En realidad lo son. Mercenarios obligados a adoptar la carrera militar con tal de salir de la pobreza y en algunos casos la marginalidad. Dispuestos a dar la vida por las decisiones tomadas por algún presidente con agendas geopolíticas confusas. Dispuesto a hacer su trabajo, por encima de los prejuicios, mejor que sus pares, aquellos con verdadera lealtad a la Patria. Dispuestos a respetar el espíritu de cuerpo, y hacerse camaradas entrañables de sus compañeros de milicia. Y al pasar por el servicio activo, usualmente estos soldados boricuas logran definirse como uno de dos clases de puertorriqueños. Algunos se verán a sí mismos como estadounidenses más patrióticos que un gringo nacido y criado en los Estados Todos Juntos. Estos son los que creen, fervorosamente, que este a veces llamado impuesto de sangre es una deuda moral por la cual los Estados Unidos deben hacerse cargo de Puerto Rico, por toda la eternidad. Algunos, sin embargo, se vuelven partidarios de la independencia para Puerto Rico, respetando profundamente al cuerpo castrense que lo formó, pero detestando al gobierno que lo envió a recibir balas y fuego.
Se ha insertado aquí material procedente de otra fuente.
use std::sync::Arc;
use thiserror::Error;
use tokio::sync::watch::{
    Receiver as WatchReceiver, Sender as WatchSender, channel as watch_channel,
};
use tracing::trace;

#[derive(Debug, Error)]
#[error("Signal sender dropped")]
pub struct RecvError;

/// Creates a last-value-wins signal seeded with `value`.
pub fn channel<T>(value: T) -> (Sender<T>, Receiver<T>)
where
    T: PartialEq,
{
    let (tx, rx) = watch_channel(Arc::new(value));
    (Sender { tx }, Receiver { rx })
}

#[derive(Clone, Debug)]
pub struct Sender<T>
where
    T: PartialEq,
{
    tx: WatchSender<Arc<T>>,
}

impl<T> Sender<T>
where
    T: PartialEq,
{
    pub fn current(&self) -> Arc<T> {
        self.tx.borrow().clone()
    }

    /// Publishes `value` unless it equals the current one. Returns whether it changed.
    pub fn replace(&self, value: T) -> bool {
        if *self.tx.borrow().as_ref() == value {
            trace!("No change in value, not updating signal");
            false
        } else {
            trace!("Replacing value in signal");
            self.tx.send_replace(Arc::new(value));
            true
        }
    }

    pub fn subscribe(&self) -> Receiver<T> {
        Receiver {
            rx: self.tx.subscribe(),
        }
    }
}

#[derive(Clone, Debug)]
pub struct Receiver<T>
where
    T: PartialEq,
{
    rx: WatchReceiver<Arc<T>>,
}

impl<T> Receiver<T>
where
    T: PartialEq,
{
    pub fn current(&self) -> Arc<T> {
        self.rx.borrow().clone()
    }

    pub async fn changed(&mut self) -> Result<(), RecvError> {
        self.rx.changed().await.map_err(|_| {
            trace!("Sender dropped");
            RecvError
        })
    }
}
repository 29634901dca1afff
use super::{Factory, FactoryError, application_name, object_meta};
use canopy_api::constants::APP_CONTAINER_NAME;
use canopy_api::labels::{LabelSet, object_labels};
use canopy_api::v1alpha1::{Application, Instance};
use k8s_openapi::api::apps::v1::{Deployment, DeploymentSpec};
use k8s_openapi::api::core::v1::{
    Container, ContainerPort, EnvVar, PodSpec, PodTemplateSpec, Probe, ResourceRequirements,
    TCPSocketAction,
};
use k8s_openapi::apimachinery::pkg::api::resource::Quantity;
use k8s_openapi::apimachinery::pkg::apis::meta::v1::{LabelSelector, ObjectMeta};
use k8s_openapi::apimachinery::pkg::util::intstr::IntOrString;
use std::collections::BTreeMap;

/// Workload names are unique per instance so that instances never share pods.
pub fn workload_name(application_name: &str, instance: &Instance) -> String {
    format!(
        "{}-{}-r{}",
        application_name, instance.hash_of_spec, instance.revision
    )
}

#[derive(Clone, Copy, Debug, Default)]
pub struct DeploymentFactory;

impl Factory<Deployment> for DeploymentFactory {
    fn build(
        &self,
        application: &Application,
        instance: &Instance,
        labels: &LabelSet,
    ) -> Result<Deployment, FactoryError> {
        let name = workload_name(application_name(application)?, instance);
        let spec = &application.spec;

        let env = spec
            .env
            .iter()
            .map(|(name, value)| EnvVar {
                name: name.clone(),
                value: Some(value.clone()),
                ..Default::default()
            })
            .collect::<Vec<_>>();

        let resources = spec.resources.as_ref().map(|limits| {
            let quantities = [("cpu", &limits.cpu), ("memory", &limits.memory)]
                .into_iter()
                .filter_map(|(key, value)| {
                    value
                        .as_ref()
                        .map(|value| (key.to_string(), Quantity(value.clone())))
                })
                .collect::<BTreeMap<_, _>>();
            ResourceRequirements {
                limits: Some(quantities.clone()),
                requests: Some(quantities),
                ..Default::default()
            }
        });

        let container = Container {
            name: APP_CONTAINER_NAME.to_string(),
            image: Some(spec.image.clone()),
            image_pull_policy: Some(<&'static str>::from(spec.image_pull_policy).to_string()),
            ports: Some(vec![ContainerPort {
                name: Some("http".to_string()),
                container_port: spec.port,
                protocol: Some("TCP".to_string()),
                ..Default::default()
            }]),
            env: (!env.is_empty()).then_some(env),
            resources,
            readiness_probe: Some(Probe {
                tcp_socket: Some(TCPSocketAction {
                    port: IntOrString::Int(spec.port),
                    ..Default::default()
                }),
                ..Default::default()
            }),
            ..Default::default()
        };

        Ok(Deployment {
            metadata: object_meta(application, instance, name, labels)?,
            spec: Some(DeploymentSpec {
                replicas: Some(spec.replicas.unwrap_or(1)),
                selector: LabelSelector {
                    match_labels: Some(labels.clone()),
                    ..Default::default()
                },
                template: PodTemplateSpec {
                    metadata: Some(ObjectMeta {
                        labels: Some(object_labels(labels)),
                        ..Default::default()
                    }),
                    spec: Some(PodSpec {
                        containers: vec![container],
                        ..Default::default()
                    }),
                },
                ..Default::default()
            }),
            ..Default::default()
        })
    }
}
mod deployments;
mod routes;
mod services;

pub use deployments::{DeploymentFactory, workload_name};
pub use routes::RouteFactory;
pub use services::ServiceFactory;

use canopy_api::labels::{LabelSet, object_labels};
use canopy_api::v1alpha1::{Application, Instance};
use kube::Resource;
use kube::api::ObjectMeta;
use thiserror::Error;

#[derive(Debug, Error)]
pub enum FactoryError {
    #[error("Application is missing its {0}")]
    MissingMetadata(&'static str),
    #[error("Invalid {kind} manifest: {source}")]
    Manifest {
        kind: &'static str,
        #[source]
        source: serde_json::Error,
    },
}

/// Builds the desired state of one object kind for an instance of an application.
pub trait Factory<K>: Send + Sync {
    fn build(
        &self,
        application: &Application,
        instance: &Instance,
        labels: &LabelSet,
    ) -> Result<K, FactoryError>;
}

fn application_name(application: &Application) -> Result<&str, FactoryError> {
    application
        .meta()
        .name
        .as_deref()
        .ok_or(FactoryError::MissingMetadata("name"))
}

/// Metadata shared by every created object: instance labels and a controller
/// owner reference back to the application.
fn object_meta(
    application: &Application,
    instance: &Instance,
    name: String,
    labels: &LabelSet,
) -> Result<ObjectMeta, FactoryError> {
    let owner = application
        .controller_owner_ref(&())
        .ok_or(FactoryError::MissingMetadata("uid"))?;

    Ok(ObjectMeta {
        name: Some(name),
        namespace: Some(instance.namespace.clone()),
        labels: Some(object_labels(labels)),
        owner_references: Some(vec![owner]),
        ..Default::default()
    })
}
use async_trait::async_trait;
use canopy_api::v1alpha1::{Application, ApplicationStatus};
use kube::api::{Patch, PatchParams};
use kube::{Api, Client, ResourceExt};
use serde_json::{Value, json};
use thiserror::Error;
use tracing::debug;

#[derive(Debug, Error)]
pub enum StatusError {
    #[error("Application is missing its {0}")]
    MissingMetadata(&'static str),
    #[error("Failed to patch status: {0}")]
    Kube(#[from] kube::Error),
}

/// Persists the status sub-object of an application.
#[cfg_attr(test, mockall::automock)]
#[async_trait]
pub trait StatusWriter: Send + Sync {
    async fn write(
        &self,
        application: &Application,
        status: &ApplicationStatus,
    ) -> Result<(), StatusError>;
}

/// Merge patch that replaces only the status sub-object.
pub fn status_patch(status: &ApplicationStatus) -> Patch<Value> {
    Patch::Merge(json!({ "status": status }))
}

/// Namespace and name the status patch is addressed to.
fn status_target(application: &Application) -> Result<(String, &str), StatusError> {
    let namespace = application
        .namespace()
        .ok_or(StatusError::MissingMetadata("namespace"))?;
    let name = application
        .metadata
        .name
        .as_deref()
        .ok_or(StatusError::MissingMetadata("name"))?;
    Ok((namespace, name))
}

pub struct KubeStatusWriter {
    client: Client,
}

impl KubeStatusWriter {
    pub fn new(client: Client) -> Self {
        Self { client }
    }
}

#[async_trait]
impl StatusWriter for KubeStatusWriter {
    async fn write(
        &self,
        application: &Application,
        status: &ApplicationStatus,
    ) -> Result<(), StatusError> {
        let (namespace, name) = status_target(application)?;

        let api: Api<Application> = Api::namespaced(self.client.clone(), &namespace);
        api.patch_status(name, &PatchParams::default(), &status_patch(status))
            .await?;

        debug!(
            "Wrote status of {}/{} with {} instances",
            namespace,
            name,
            status.instances.len()
        );
        Ok(())
    }
}
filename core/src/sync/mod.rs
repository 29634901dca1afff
pub mod signal;
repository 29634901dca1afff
use getset::CopyGetters;
use std::time::Duration;
use typed_builder::TypedBuilder;

#[derive(Debug, CopyGetters, TypedBuilder, PartialEq, Eq)]
pub struct Options {
    /// Period at which every known application is re-queued regardless of watch events.
    #[getset(get_copy = "pub")]
    #[builder(default = Duration::from_secs(60))]
    resync_interval: Duration,

    #[getset(get_copy = "pub")]
    #[builder(default = Duration::from_secs(30))]
    health_poll_interval: Duration,

    /// How long a watch may keep failing before its listener reports itself not live.
    #[getset(get_copy = "pub")]
    #[builder(default = Duration::from_secs(300))]
    watch_liveness_window: Duration,

    #[getset(get_copy = "pub")]
    #[builder(default = 1024)]
    trigger_channel_capacity: usize,
}

impl Default for Options {
    fn default() -> Self {
        Self::builder().build()
    }
}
Al dirimirse la posibilidad de un conflicto bélico más, por parte de una nación que ha estado en guerra durante 209 de sus 237 años de historia, probablemente todos piensen en los refugiados de guerra, los muertos por armas químicas, las víctimas inocentes. Probablemente muchos tengan en cuenta la lamentable posibilidad de otra guerra. Pero muy pocos en el mundo son capaces de pensar en quienes son llevados a pelear esa guerra: muy pocos son los hijos de los propios congresistas estadounidenses que refrenden una acción militar contra Damasco. Y aún menos serán los que se acuerden de los soldados que decidieron participar de todo este drama por pura necesidad. Y entre ellos, desparramados en bases militares o destacamentos por todo el mundo, en fragatas, portaviones o submarinos, en escenarios urbanos con riesgo diario de perder su vida, se encontrarán aquellos que, por su país de origen, versatilidad, afinidad cultural o sencillamente por un sistema de valores raro en las milicias del País del Norte, llamen la atención. Los soldados puertorriqueños de las Fuerzas Armadas de los Estados Unidos… los Héroes de Otra Patria.